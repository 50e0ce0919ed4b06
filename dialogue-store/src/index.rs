//! In-memory corpus index and its filter queries.
//!
//! Filtering is a linear scan with one compiled regex per query; there is
//! no inverted index. Result order is always the original accumulation
//! order (chunk order, then within-chunk order) and is never re-ranked.

use std::collections::{BTreeMap, HashMap, HashSet};

use regex::RegexBuilder;
use tracing::trace;

use crate::errors::{Result, SearchError};
use crate::record::{DialogueRecord, ScenarioType};

/// The full assembled collection of dialogue records for one data version.
#[derive(Debug, Clone, Default)]
pub struct Corpus {
    pub dialogues: Vec<DialogueRecord>,
    /// Event identifier to display name, from the manifest or cache.
    pub event_names: BTreeMap<String, String>,
}

/// One filter query. Empty dimensions pass every record.
#[derive(Debug, Clone, Default)]
pub struct SearchFilter {
    /// OR-set of speaker substrings, matched case-sensitively. Speaker
    /// names are controlled vocabulary; do not "fix" this to be
    /// case-insensitive like the content match.
    pub speakers: Vec<String>,
    /// Scenario types the record must be one of.
    pub scenario_types: HashSet<ScenarioType>,
    /// Case-insensitive regex over `content`.
    pub content_pattern: Option<String>,
}

impl Corpus {
    /// Runs one filter query over the whole corpus.
    ///
    /// # Errors
    /// Returns [`SearchError::InvalidPattern`] when `content_pattern` does
    /// not compile; the corpus itself is untouched.
    pub fn search(&self, filter: &SearchFilter) -> Result<Vec<DialogueRecord>> {
        let pattern = match filter.content_pattern.as_deref().filter(|p| !p.is_empty()) {
            Some(p) => Some(
                RegexBuilder::new(p)
                    .case_insensitive(true)
                    .build()
                    .map_err(|e| SearchError::InvalidPattern(e.to_string()))?,
            ),
            None => None,
        };

        let mut hits = Vec::new();
        for d in &self.dialogues {
            if !filter.speakers.is_empty()
                && !filter.speakers.iter().any(|s| d.speaker.contains(s.as_str()))
            {
                continue;
            }
            if !filter.scenario_types.is_empty()
                && !filter.scenario_types.contains(&d.scenario_type)
            {
                continue;
            }
            if let Some(re) = &pattern {
                if !re.is_match(&d.content) {
                    continue;
                }
            }
            hits.push(d.clone());
        }
        trace!(total = self.dialogues.len(), hits = hits.len(), "search done");
        Ok(hits)
    }
}

/// One scenario's worth of matched records, for display.
#[derive(Debug, Clone)]
pub struct ResultGroup {
    pub scenario_type: ScenarioType,
    pub scenario_id: String,
    /// Title of the first matched record in the scenario.
    pub title: String,
    pub records: Vec<DialogueRecord>,
}

/// Groups search hits by `(scenario_type, scenario_id)` preserving
/// first-seen order. Pure post-processing over a result set, not a
/// property of the index.
pub fn group_results(records: &[DialogueRecord]) -> Vec<ResultGroup> {
    let mut groups: Vec<ResultGroup> = Vec::new();
    let mut by_key: HashMap<(ScenarioType, String), usize> = HashMap::new();

    for r in records {
        let key = (r.scenario_type, r.scenario_id.clone());
        match by_key.get(&key) {
            Some(&i) => groups[i].records.push(r.clone()),
            None => {
                by_key.insert(key, groups.len());
                groups.push(ResultGroup {
                    scenario_type: r.scenario_type,
                    scenario_id: r.scenario_id.clone(),
                    title: r.title.clone(),
                    records: vec![r.clone()],
                });
            }
        }
    }
    groups
}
..............................
Directions.
Report all lines in the listing above that contain the word "DialogueRecord".

Solution for this problem.
use crate::record::{DialogueRecord, ScenarioType};
    pub dialogues: Vec<DialogueRecord>,
    pub fn search(&self, filter: &SearchFilter) -> Result<Vec<DialogueRecord>> {
    pub records: Vec<DialogueRecord>,
pub fn group_results(records: &[DialogueRecord]) -> Vec<ResultGroup> {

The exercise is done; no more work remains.